Data excerpts
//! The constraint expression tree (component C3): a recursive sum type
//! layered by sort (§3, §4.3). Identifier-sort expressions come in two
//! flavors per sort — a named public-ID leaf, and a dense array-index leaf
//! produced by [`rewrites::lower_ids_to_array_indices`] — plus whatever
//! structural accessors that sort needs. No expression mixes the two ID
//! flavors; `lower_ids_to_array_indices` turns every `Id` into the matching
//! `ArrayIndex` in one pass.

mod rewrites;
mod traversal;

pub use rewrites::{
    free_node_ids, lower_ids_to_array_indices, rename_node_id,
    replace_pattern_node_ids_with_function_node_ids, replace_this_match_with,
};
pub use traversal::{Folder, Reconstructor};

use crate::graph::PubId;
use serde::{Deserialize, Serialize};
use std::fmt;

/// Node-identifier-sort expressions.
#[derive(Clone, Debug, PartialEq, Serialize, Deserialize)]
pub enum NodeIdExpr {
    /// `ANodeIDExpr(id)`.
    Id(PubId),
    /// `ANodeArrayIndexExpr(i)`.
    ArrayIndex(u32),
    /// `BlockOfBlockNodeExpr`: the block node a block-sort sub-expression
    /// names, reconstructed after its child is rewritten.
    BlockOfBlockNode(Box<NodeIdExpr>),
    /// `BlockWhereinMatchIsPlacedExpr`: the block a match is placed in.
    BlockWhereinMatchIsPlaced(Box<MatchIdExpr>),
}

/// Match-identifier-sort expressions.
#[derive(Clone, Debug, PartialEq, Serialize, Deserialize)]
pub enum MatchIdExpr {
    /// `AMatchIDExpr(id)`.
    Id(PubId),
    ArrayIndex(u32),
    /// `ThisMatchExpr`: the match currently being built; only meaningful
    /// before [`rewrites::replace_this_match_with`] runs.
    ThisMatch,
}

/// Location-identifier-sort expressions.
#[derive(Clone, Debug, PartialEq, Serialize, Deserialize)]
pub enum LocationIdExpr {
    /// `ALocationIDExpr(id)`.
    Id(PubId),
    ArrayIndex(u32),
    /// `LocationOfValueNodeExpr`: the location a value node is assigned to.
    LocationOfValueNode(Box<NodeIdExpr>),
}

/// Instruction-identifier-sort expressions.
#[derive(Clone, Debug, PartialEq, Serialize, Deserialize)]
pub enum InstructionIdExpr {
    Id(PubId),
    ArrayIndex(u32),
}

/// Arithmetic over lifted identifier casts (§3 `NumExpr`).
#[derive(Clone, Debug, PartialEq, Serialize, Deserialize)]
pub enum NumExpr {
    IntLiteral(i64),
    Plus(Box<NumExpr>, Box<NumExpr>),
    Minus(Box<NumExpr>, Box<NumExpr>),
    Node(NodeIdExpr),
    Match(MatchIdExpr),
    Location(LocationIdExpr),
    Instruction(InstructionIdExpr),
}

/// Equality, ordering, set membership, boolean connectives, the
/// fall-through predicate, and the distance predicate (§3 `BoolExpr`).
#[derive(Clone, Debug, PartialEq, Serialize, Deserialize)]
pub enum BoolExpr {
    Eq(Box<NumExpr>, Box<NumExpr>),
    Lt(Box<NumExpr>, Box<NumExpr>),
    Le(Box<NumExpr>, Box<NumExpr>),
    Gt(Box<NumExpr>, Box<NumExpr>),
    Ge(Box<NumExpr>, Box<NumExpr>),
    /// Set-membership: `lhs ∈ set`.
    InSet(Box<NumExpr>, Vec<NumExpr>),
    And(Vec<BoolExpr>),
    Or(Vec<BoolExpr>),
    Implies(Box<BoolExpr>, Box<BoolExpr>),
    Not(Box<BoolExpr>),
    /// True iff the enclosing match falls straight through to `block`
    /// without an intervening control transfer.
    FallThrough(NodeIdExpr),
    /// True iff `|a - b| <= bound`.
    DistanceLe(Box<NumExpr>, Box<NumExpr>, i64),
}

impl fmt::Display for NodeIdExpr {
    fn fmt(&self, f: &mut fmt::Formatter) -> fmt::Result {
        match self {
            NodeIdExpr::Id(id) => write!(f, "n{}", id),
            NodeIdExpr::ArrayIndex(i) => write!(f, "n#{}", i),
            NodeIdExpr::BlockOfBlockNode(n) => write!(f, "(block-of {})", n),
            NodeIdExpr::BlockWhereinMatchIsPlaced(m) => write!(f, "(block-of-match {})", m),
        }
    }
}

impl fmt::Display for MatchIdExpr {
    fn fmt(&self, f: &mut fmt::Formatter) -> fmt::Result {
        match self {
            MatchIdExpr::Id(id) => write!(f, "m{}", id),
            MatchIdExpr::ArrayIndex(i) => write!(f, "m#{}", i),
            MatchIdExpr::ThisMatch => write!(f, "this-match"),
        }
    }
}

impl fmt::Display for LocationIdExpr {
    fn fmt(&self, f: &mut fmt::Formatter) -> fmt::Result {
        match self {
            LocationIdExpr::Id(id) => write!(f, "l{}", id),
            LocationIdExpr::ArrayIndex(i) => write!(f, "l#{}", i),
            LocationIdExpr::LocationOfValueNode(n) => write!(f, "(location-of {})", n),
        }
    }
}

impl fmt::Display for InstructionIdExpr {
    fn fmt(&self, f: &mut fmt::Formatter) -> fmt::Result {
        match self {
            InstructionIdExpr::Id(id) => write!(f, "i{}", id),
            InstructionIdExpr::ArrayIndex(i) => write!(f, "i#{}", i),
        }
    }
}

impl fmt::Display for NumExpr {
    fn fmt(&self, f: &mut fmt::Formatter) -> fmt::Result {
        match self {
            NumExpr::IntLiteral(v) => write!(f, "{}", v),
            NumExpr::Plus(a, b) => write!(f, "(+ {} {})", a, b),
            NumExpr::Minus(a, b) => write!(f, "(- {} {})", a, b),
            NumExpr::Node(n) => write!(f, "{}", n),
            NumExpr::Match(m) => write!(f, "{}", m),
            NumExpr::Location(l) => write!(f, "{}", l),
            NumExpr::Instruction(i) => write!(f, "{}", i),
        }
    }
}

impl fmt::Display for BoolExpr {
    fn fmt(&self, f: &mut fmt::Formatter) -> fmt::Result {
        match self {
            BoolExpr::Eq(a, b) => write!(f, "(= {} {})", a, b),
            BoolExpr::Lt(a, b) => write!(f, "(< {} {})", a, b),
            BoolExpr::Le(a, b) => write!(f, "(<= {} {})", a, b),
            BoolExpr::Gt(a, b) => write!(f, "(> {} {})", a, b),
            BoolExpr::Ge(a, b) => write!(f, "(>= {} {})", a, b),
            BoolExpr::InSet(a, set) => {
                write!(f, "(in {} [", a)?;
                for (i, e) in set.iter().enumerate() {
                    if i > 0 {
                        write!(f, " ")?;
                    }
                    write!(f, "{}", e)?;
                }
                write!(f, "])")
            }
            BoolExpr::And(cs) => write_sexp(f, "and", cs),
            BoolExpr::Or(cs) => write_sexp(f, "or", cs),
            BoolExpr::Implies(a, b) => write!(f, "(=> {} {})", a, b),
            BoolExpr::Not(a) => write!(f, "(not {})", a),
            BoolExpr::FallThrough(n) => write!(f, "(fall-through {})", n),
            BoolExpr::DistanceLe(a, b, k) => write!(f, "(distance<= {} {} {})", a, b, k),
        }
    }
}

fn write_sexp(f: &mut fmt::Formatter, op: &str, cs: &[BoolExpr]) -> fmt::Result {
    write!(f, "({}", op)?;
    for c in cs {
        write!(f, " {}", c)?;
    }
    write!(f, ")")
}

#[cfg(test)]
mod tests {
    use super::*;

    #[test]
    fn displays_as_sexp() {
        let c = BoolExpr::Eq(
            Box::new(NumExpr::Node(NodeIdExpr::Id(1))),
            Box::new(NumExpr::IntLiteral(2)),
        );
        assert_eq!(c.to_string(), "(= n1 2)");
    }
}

--

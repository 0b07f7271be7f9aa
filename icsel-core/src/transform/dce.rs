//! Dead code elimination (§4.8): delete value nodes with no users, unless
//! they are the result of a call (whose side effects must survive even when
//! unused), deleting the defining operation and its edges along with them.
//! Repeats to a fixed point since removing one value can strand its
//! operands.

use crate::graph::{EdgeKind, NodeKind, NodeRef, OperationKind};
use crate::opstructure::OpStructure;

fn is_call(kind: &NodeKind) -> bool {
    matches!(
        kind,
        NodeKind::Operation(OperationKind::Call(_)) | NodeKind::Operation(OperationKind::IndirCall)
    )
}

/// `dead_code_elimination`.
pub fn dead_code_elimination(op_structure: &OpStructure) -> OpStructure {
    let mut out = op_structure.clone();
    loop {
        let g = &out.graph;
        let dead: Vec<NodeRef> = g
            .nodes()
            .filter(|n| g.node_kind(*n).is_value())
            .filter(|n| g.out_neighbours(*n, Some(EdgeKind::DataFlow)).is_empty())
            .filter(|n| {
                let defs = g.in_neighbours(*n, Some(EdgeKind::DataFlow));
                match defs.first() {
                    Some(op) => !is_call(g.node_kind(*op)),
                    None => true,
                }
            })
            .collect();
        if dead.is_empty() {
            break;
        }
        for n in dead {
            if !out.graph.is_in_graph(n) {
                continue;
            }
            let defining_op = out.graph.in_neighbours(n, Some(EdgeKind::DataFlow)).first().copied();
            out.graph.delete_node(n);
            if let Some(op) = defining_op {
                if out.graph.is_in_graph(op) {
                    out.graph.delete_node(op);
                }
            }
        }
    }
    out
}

...

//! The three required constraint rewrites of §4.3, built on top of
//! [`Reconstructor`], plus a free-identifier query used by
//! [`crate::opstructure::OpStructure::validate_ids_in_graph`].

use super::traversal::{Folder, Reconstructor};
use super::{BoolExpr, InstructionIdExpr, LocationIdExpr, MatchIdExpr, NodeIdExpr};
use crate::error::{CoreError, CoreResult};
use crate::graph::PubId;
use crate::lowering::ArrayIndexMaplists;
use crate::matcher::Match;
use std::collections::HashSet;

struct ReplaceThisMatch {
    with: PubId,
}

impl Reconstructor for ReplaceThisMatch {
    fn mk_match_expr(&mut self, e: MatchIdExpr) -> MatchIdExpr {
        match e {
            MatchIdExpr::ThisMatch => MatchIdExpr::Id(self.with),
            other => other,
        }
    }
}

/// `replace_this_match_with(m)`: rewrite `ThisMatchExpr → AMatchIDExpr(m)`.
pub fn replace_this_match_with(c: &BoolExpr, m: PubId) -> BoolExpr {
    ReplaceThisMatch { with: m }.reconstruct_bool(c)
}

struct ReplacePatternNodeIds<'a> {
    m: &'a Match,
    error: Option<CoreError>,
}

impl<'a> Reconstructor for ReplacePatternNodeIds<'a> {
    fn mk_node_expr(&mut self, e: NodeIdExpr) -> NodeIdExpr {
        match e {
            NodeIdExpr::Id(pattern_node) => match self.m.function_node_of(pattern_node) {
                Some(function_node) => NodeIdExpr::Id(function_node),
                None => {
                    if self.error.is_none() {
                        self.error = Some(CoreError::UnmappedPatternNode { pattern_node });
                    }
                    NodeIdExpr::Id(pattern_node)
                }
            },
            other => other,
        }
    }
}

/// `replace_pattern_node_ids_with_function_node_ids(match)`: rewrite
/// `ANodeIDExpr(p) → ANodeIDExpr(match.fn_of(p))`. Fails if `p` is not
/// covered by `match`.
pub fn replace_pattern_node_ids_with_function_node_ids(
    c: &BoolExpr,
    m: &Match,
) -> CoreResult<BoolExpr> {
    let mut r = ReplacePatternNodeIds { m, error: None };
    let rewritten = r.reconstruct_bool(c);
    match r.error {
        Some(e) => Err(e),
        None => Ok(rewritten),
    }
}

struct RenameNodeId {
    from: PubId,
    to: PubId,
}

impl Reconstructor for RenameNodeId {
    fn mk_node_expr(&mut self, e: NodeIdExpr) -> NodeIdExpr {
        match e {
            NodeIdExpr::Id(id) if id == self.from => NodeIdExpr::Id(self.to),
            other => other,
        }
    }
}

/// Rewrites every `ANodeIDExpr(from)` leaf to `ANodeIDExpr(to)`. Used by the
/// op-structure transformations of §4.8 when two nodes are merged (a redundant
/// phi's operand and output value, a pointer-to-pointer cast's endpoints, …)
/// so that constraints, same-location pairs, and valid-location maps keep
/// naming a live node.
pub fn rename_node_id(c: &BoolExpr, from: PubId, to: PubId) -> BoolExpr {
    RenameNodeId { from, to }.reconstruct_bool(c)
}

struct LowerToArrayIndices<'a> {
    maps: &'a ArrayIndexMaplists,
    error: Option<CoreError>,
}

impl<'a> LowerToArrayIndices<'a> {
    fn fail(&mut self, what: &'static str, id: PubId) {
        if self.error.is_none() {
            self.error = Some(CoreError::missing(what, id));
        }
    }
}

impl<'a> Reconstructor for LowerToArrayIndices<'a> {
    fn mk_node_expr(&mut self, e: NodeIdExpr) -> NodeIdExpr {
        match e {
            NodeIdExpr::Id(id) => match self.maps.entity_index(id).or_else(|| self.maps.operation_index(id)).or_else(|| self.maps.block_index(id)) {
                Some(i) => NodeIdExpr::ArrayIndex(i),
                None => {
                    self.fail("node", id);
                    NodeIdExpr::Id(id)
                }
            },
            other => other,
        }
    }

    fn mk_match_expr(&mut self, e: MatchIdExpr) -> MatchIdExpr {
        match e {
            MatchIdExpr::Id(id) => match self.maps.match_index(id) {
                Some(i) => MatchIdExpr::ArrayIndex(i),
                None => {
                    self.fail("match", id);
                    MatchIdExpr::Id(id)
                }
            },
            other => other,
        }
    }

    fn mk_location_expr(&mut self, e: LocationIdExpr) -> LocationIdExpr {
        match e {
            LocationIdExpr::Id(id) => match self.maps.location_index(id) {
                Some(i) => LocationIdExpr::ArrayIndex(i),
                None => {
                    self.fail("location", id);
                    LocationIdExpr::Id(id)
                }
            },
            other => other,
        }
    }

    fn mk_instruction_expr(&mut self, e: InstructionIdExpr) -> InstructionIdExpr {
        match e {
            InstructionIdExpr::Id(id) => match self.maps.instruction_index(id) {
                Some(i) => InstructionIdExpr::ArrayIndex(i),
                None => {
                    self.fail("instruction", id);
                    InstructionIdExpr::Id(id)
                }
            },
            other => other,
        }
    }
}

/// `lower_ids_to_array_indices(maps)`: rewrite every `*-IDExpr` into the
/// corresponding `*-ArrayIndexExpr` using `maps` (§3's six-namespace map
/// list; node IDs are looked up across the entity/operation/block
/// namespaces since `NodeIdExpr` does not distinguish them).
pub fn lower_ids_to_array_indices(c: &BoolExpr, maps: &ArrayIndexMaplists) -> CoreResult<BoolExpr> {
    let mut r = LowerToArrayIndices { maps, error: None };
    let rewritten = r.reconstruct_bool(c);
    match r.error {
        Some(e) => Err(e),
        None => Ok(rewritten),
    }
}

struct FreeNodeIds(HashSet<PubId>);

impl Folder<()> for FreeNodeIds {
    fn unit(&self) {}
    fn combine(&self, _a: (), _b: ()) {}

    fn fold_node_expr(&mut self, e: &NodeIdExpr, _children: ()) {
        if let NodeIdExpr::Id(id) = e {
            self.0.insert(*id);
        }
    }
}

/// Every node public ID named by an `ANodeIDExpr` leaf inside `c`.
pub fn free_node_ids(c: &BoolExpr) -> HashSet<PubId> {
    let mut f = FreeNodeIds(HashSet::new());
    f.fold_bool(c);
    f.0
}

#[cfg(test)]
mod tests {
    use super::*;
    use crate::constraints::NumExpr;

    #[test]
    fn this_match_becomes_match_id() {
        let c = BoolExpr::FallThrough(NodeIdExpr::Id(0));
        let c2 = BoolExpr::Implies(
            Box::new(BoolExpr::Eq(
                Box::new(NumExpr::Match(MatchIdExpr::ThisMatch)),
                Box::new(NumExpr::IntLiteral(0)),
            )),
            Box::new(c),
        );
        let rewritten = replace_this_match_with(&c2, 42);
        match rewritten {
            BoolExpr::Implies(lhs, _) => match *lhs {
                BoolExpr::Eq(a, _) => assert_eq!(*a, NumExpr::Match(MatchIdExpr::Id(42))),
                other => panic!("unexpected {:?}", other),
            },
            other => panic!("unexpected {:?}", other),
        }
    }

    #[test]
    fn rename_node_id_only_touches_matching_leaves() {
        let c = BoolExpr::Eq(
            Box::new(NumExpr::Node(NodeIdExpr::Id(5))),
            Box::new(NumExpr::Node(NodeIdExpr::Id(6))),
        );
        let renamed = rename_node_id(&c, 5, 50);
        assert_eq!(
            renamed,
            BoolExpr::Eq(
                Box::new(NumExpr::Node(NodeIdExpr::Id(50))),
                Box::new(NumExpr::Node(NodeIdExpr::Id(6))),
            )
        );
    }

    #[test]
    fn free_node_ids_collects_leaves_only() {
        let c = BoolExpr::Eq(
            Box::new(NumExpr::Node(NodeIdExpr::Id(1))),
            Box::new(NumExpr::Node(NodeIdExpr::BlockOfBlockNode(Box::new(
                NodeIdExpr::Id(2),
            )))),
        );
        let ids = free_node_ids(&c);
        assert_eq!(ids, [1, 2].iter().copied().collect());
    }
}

» Task details: The answer must be every line of the entries that includes the word "FreeNodeIds".

» Reply to the task:
struct FreeNodeIds(HashSet<PubId>);
impl Folder<()> for FreeNodeIds {
    let mut f = FreeNodeIds(HashSet::new());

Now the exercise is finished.